The Tax Court properly upheld the Commissioner’s revised deficiency
determination because the Commissioner presented “some substantive evidence”
that Whittington failed to report income and Whittington did not submit any
relevant evidence “showing that the deficiency was arbitrary or erroneous.” Id. at
1004-05.
The Tax Court properly upheld the Commissioner’s additions to taxes for
Whittington’s failure to file a required tax return, to pay taxes as set forth in
substitute for returns, and to pay estimated taxes.

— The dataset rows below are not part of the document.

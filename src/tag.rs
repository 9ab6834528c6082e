//! Defines the [`Tag`] type, which represents a [`crate::post::Post`] tag,
//! along with [`slugify`], the one conversion used everywhere a tag name
//! becomes a link target.

use std::hash::{Hash, Hasher};
use url::Url;

/// Converts a display string into a URL-safe path segment: lowercased, with
/// runs of non-alphanumeric characters collapsed into single hyphens.
/// Idempotent, so a value that is already a slug passes through unchanged.
pub fn slugify(s: &str) -> String {
    slug::slugify(s)
}

/// Represents a [`crate::post::Post`] tag. The `name` field keeps the raw,
/// case-preserved string from the frontmatter; grouping and equality work on
/// the raw name, while `url` is built from its slug.
#[derive(Clone, Debug)]
pub struct Tag {
    /// The tag's name, exactly as authored. `macOS` and `MacOS` are distinct
    /// tags even though they share a slug.
    pub name: String,

    /// The URL for the tag's first index page. Given a `tags_url`, this
    /// looks like `{tags_url}/{slug(name)}/index.html`.
    pub url: Url,
}

impl Tag {
    /// Constructs a [`Tag`] from a raw name and the base URL for tag index
    /// pages. `tags_url` must end with a trailing slash for [`Url::join`] to
    /// append rather than replace.
    pub fn new(name: &str, tags_url: &Url) -> Tag {
        Tag {
            name: name.to_owned(),
            url: tags_url
                .join(&format!("{}/index.html", slugify(name)))
                // slugs only contain [a-z0-9-], which always joins cleanly
                .unwrap(),
        }
    }
}

impl Hash for Tag {
    /// Implements [`Hash`] for [`Tag`] by delegating directly to the `name`
    /// field.
    fn hash<H: Hasher>(&self, state: &mut H) {
        self.name.hash(state)
    }
}

impl PartialEq for Tag {
    /// Implements [`PartialEq`] and [`Eq`] for [`Tag`] by delegating directly
    /// to the `name` field.
    fn eq(&self, other: &Self) -> bool {
        self.name == other.name
    }
}
impl Eq for Tag {}

/// Extracts tag names from a YAML field bag. Looks up the `tags` key of a
/// mapping and keeps the string entries of a sequence value, deduplicated
/// while preserving first-occurrence order. Every other shape (missing key,
/// scalar, null, non-string entries) degrades to "no tags" rather than an
/// error.
pub fn tag_names(fields: &serde_yaml::Value) -> Vec<String> {
    use serde_yaml::Value;

    let tags = match fields {
        Value::Mapping(mapping) => mapping.get(&Value::String("tags".to_owned())),
        _ => None,
    };
    match tags {
        Some(Value::Sequence(values)) => {
            let mut names: Vec<String> = Vec::with_capacity(values.len());
            for value in values {
                if let Value::String(name) = value {
                    if !names.iter().any(|seen| seen == name) {
                        names.push(name.clone());
                    }
                }
            }
            names
        }
        _ => Vec::new(),
    }
}
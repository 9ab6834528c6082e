//! The library code for the `taghord` static blog generator. The
//! architecture can be generally broken down into three distinct steps:
//!
//! 1. Parsing posts from source files on disk ([`crate::parser`]). As each
//!    post is parsed, its file and content nodes are registered in a shared
//!    content graph ([`crate::graph`]) and observed by the tag deriver
//!    ([`crate::derive`]), which emits one deduplicated, content-addressed
//!    node per distinct tag value.
//! 2. Grouping the realized post set by tag ([`crate::index`]): per-tag
//!    post lists and counts, a ranked "top tags" ordering for the sidebar,
//!    and a first-appearance catalog ordering with bounded per-tag samples.
//! 3. Rendering pages to disk ([`crate::write`]): post pages, the paginated
//!    main index, one paginated index per tag, and the tag catalog page —
//!    plus the Atom feed ([`crate::feed`]).
//!
//! Tag names keep their authored casing throughout: grouping is an exact
//! string match, and a tag only passes through [`crate::tag::slugify`] at
//! the point where it becomes a link target.

#![cfg_attr(feature = "fail-on-warnings", deny(warnings))]

pub mod build;
pub mod config;
pub mod derive;
pub mod feed;
pub mod graph;
pub mod index;
pub mod markdown;
pub mod parser;
pub mod post;
pub mod tag;
pub mod value;
pub mod write;

mod util;
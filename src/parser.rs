//! Loads [`Post`]s from a content root. Each source entry is either a plain
//! Markdown file (`{date}--{slug}.md`) or a post bundle (a directory holding
//! `index.md` plus its assets). As each post is parsed, the loader registers
//! its file and content nodes in the shared [`NodeGraph`] and invokes the
//! caller's observer, which is how the tag deriver sees every node exactly
//! once. With more than one thread, entries fan out over a channel and the
//! observer runs concurrently, so it must be re-entrant.

use std::fmt;
use std::fs::{read_dir, File};
use std::path::{Path, PathBuf};

use serde::Deserialize;
use url::Url;

use crate::derive::{ContentNode, NodeKind};
use crate::graph::{FileNode, Node, NodeGraph};
use crate::markdown;
use crate::post::Post;
use crate::tag::{tag_names, Tag};

const MARKDOWN_EXTENSION: &str = ".md";

/// Parses [`Post`] objects from source files.
pub struct Parser<'a> {
    /// `posts_url` is the base URL for post pages (i.e., the URL for a post
    /// is `{posts_url}/{slug}.html`). Must end with a trailing slash.
    posts_url: &'a Url,

    /// `tags_url` is the base URL for tag index pages, used to build each
    /// tag's link target. Must end with a trailing slash.
    tags_url: &'a Url,

    /// `posts_directory` is the directory in which post pages will be
    /// rendered.
    posts_directory: &'a Path,

    /// The logical name of the content root being parsed (e.g. `posts`).
    /// Recorded on every file node; the tag deriver filters on it.
    source_name: &'a str,
}
//! Markdown-to-HTML rendering for post bodies.

use pulldown_cmark::{html, Options, Parser};

/// Renders `markdown` to HTML, appending to `out`. The extension set matches
/// what the blog's existing content uses: footnotes, smart punctuation,
/// strikethrough, tables, and task lists.
pub fn to_html(out: &mut String, markdown: &str) {
    let mut options = Options::empty();
    options.insert(Options::ENABLE_FOOTNOTES);
    options.insert(Options::ENABLE_SMART_PUNCTUATION);
    options.insert(Options::ENABLE_STRIKETHROUGH);
    options.insert(Options::ENABLE_TABLES);
    options.insert(Options::ENABLE_TASKLISTS);

    html::push_html(out, Parser::new_ext(markdown, options));
}

#[cfg(test)]
mod test {
    use super::*;

    #[test]
    fn test_renders_heading_and_paragraph() {
        let mut out = String::new();
        to_html(&mut out, "# Hello\n\nWorld");
        assert!(out.contains("<h1>Hello</h1>"));
        assert!(out.contains("<p>World</p>"));
    }

    #[test]
    fn test_preserves_fold_marker() {
        let mut out = String::new();
        to_html(&mut out, "above\n\n<!-- more -->\n\nbelow");
        assert!(out.contains(crate::post::FOLD_TAG));
    }
}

See 26 U.S.C. §§ 6651(a)(1),
6651(a)(2), 6654(a); see also id. § 6020(b)(2) (any substitute for return “made and
subscribed by the Secretary shall be prima facie good and sufficient for all legal
purposes”); id. § 6651(g)(2) (any return made by the Secretary under § 6020(b)
“shall be treated as the return filed by the taxpayer for purposes of determining the
amount of the addition” under § 6651(a)(2)).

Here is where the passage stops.